**Try it**
Among the records, which lines hold the word "ApiRequest"? Pick them out.

[Saved data entries]
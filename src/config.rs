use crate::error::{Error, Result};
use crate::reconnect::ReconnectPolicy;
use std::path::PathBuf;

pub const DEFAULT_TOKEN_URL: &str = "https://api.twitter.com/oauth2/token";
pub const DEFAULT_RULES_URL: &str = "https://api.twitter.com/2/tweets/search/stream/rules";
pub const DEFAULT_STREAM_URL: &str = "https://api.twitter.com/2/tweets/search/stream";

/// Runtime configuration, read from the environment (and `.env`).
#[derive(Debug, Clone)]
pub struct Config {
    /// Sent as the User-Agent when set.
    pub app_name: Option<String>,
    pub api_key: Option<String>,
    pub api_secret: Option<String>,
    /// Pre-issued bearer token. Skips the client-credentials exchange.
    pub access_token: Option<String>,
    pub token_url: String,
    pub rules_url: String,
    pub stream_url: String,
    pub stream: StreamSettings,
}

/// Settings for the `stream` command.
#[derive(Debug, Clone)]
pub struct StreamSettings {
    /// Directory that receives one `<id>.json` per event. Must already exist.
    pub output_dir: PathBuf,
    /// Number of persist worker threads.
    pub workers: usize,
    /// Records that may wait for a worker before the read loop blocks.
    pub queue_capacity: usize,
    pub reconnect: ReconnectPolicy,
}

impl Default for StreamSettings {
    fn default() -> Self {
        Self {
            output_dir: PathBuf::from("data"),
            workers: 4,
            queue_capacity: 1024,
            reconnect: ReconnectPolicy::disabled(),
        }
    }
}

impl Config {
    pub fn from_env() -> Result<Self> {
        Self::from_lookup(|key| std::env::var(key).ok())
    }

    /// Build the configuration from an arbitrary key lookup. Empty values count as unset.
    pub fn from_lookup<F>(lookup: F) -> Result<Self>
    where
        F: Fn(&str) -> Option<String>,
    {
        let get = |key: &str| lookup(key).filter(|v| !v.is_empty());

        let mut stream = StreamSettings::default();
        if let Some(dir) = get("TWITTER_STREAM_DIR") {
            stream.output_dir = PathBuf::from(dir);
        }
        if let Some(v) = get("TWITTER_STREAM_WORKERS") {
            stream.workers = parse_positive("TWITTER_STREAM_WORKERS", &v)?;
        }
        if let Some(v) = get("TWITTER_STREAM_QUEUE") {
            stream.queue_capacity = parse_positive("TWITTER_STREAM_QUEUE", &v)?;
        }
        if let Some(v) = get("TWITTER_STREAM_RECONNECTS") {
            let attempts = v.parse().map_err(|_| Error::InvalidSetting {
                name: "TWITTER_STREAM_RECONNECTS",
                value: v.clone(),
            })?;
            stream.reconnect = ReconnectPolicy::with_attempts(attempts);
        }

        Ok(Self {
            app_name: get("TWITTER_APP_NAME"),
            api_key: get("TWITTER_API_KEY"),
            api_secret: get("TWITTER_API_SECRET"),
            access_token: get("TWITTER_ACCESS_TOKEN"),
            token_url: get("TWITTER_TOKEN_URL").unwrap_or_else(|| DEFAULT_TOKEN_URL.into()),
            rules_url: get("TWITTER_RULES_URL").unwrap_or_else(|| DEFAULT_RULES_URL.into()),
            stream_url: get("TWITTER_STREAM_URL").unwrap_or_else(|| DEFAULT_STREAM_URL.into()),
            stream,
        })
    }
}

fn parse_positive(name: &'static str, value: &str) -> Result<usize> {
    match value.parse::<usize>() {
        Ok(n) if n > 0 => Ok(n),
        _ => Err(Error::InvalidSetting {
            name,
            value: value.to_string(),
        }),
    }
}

...

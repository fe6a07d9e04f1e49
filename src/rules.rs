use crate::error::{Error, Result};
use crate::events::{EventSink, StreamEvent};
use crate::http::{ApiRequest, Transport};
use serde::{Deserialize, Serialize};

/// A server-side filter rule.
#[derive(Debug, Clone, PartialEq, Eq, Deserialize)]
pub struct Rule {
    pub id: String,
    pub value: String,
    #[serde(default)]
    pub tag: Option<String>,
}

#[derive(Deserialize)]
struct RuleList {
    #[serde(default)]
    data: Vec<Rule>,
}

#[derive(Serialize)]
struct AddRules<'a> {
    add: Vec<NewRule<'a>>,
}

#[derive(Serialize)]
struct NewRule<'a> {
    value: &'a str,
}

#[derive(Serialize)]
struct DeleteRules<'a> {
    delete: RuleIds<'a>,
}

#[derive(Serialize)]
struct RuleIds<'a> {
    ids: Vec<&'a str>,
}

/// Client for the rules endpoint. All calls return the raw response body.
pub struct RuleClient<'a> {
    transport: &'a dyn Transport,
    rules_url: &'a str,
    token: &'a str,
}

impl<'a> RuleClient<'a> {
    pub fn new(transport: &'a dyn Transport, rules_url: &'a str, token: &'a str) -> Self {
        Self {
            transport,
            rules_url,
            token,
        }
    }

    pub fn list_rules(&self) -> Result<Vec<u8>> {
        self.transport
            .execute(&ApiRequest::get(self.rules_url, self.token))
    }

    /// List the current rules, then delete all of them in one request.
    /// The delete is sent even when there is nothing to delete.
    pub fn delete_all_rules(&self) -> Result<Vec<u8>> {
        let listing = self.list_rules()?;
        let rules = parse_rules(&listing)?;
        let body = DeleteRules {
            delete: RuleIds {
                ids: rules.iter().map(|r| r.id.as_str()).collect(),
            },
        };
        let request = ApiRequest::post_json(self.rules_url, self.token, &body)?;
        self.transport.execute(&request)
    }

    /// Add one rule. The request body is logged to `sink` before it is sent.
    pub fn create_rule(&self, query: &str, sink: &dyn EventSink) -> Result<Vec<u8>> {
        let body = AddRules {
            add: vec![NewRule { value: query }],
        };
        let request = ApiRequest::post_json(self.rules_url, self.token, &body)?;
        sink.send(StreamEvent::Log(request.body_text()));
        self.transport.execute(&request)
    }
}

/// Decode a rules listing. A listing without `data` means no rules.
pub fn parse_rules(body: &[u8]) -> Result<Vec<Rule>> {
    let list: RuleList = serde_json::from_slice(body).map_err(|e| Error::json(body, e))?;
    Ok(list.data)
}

--

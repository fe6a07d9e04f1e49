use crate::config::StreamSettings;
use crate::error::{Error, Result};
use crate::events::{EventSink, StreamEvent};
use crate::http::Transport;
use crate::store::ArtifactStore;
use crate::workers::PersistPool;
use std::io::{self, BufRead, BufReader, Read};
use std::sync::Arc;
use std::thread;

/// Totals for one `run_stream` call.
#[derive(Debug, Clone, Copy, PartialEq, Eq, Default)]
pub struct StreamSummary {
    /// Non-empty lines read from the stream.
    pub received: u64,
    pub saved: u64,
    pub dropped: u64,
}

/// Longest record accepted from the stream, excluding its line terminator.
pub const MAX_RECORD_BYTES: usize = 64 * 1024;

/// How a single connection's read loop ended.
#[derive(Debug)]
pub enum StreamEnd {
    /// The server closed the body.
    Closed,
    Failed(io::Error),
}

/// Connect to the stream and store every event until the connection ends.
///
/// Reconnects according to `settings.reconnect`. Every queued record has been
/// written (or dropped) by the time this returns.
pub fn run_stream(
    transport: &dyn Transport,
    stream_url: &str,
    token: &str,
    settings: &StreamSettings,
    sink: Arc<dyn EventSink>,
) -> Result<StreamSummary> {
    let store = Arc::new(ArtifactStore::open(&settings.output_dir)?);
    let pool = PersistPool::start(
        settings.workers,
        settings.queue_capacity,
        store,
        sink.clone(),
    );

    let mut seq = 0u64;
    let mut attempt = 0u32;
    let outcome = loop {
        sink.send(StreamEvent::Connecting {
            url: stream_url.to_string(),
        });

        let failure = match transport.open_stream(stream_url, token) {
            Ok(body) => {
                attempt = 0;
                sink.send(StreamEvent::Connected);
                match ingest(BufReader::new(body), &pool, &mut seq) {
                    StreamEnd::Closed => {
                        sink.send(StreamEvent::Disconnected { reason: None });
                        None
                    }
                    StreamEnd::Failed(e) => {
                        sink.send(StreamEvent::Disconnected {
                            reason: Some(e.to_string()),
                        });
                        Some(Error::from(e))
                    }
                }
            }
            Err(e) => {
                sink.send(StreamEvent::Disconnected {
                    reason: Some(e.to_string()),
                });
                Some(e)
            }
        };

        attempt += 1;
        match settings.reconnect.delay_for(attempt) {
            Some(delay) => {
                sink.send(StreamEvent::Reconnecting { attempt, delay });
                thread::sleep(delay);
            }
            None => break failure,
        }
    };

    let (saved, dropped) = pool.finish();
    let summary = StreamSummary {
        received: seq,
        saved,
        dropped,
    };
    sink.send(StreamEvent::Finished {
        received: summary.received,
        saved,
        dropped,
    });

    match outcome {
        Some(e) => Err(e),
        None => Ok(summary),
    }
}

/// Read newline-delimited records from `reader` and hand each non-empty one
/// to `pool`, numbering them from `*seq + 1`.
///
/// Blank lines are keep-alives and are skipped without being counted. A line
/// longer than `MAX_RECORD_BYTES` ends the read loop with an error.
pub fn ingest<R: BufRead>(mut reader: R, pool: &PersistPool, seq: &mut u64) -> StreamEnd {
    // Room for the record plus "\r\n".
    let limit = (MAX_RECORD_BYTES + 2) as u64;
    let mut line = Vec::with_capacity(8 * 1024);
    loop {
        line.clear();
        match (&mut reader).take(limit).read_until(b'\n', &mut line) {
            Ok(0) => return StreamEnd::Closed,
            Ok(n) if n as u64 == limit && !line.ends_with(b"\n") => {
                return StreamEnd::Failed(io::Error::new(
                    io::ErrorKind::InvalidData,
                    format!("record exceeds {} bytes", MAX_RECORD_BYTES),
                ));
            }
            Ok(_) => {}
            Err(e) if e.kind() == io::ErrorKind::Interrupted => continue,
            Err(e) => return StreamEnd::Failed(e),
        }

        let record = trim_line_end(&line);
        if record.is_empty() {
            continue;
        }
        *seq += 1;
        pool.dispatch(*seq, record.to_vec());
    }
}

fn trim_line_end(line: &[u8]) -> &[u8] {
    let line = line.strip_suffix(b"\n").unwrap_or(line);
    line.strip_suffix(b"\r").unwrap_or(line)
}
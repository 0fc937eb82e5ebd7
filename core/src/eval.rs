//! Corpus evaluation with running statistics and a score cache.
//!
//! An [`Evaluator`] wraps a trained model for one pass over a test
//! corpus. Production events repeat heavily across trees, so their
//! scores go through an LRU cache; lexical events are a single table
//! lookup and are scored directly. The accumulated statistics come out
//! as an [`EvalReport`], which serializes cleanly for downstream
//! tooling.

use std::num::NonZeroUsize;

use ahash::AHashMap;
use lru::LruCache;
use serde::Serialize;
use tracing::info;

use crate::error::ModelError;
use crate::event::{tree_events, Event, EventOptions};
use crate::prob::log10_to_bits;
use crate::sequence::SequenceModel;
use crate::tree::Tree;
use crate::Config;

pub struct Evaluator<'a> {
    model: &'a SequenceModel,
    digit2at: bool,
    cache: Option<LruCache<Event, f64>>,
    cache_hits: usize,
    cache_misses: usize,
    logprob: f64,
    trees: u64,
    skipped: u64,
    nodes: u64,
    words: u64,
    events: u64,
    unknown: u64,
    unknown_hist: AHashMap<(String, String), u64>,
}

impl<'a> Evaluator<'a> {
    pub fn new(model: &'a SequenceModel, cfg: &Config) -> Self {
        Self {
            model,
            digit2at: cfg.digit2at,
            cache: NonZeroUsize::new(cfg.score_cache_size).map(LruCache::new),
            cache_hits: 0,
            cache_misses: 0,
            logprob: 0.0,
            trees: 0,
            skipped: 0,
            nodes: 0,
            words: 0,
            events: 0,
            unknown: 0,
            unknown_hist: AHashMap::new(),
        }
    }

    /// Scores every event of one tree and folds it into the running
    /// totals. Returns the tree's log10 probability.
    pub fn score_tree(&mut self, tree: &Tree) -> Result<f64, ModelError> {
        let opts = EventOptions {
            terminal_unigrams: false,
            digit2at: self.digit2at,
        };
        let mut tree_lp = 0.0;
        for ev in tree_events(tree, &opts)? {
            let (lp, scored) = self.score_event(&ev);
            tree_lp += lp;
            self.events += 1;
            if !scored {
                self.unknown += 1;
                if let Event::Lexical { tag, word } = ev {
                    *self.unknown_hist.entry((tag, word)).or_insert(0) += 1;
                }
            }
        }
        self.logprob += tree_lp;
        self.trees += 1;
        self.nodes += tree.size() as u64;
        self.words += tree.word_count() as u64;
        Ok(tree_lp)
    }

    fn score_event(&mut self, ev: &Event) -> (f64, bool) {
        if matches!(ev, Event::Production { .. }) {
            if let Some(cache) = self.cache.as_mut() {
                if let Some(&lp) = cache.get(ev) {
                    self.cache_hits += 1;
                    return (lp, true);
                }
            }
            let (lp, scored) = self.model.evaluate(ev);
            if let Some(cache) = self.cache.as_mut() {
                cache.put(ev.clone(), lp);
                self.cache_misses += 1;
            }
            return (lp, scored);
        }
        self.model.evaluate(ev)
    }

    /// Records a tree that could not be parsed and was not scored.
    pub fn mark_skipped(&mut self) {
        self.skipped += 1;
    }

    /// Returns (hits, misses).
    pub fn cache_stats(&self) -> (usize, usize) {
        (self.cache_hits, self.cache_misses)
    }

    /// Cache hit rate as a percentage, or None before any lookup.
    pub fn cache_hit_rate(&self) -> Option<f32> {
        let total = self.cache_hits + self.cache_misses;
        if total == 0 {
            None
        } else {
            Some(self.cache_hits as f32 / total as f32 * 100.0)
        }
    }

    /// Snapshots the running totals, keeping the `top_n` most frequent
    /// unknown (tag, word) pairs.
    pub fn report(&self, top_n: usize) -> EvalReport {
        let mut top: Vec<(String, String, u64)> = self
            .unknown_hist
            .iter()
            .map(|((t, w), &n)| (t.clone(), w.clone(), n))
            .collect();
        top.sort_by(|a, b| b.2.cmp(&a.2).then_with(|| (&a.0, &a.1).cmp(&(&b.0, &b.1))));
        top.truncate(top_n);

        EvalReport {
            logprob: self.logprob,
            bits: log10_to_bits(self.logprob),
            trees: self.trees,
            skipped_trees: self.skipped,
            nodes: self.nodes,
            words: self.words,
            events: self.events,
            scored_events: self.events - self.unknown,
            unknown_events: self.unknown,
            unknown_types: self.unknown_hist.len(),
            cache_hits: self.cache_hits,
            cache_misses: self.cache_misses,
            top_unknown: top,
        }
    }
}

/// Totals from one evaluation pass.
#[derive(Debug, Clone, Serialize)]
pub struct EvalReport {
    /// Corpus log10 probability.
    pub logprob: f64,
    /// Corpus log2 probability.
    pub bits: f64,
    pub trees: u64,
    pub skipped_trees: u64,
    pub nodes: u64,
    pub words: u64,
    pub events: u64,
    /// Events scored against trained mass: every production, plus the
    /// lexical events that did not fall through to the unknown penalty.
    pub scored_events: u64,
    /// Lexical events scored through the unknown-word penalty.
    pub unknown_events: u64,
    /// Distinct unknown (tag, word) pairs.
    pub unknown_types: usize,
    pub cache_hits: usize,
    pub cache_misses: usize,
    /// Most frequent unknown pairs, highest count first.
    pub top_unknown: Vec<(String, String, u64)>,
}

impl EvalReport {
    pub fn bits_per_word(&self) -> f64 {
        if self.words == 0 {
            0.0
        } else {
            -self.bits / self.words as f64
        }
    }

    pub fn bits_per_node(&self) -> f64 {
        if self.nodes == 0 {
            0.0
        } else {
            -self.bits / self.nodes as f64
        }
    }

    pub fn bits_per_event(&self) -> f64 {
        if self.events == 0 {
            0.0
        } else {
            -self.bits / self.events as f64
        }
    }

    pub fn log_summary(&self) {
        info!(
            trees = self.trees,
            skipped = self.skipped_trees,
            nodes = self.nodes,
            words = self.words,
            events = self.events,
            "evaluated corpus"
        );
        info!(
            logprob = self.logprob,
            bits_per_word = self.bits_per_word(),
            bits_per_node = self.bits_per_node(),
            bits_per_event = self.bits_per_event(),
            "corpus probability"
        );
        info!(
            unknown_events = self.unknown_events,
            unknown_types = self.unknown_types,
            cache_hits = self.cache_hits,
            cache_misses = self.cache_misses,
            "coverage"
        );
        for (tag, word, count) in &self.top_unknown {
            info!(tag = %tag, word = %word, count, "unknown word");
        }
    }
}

**Your response**
use crate::http::{ApiRequest, Transport};
            .execute(&ApiRequest::get(self.rules_url, self.token))
        let request = ApiRequest::post_json(self.rules_url, self.token, &body)?;
        let request = ApiRequest::post_json(self.rules_url, self.token, &body)?;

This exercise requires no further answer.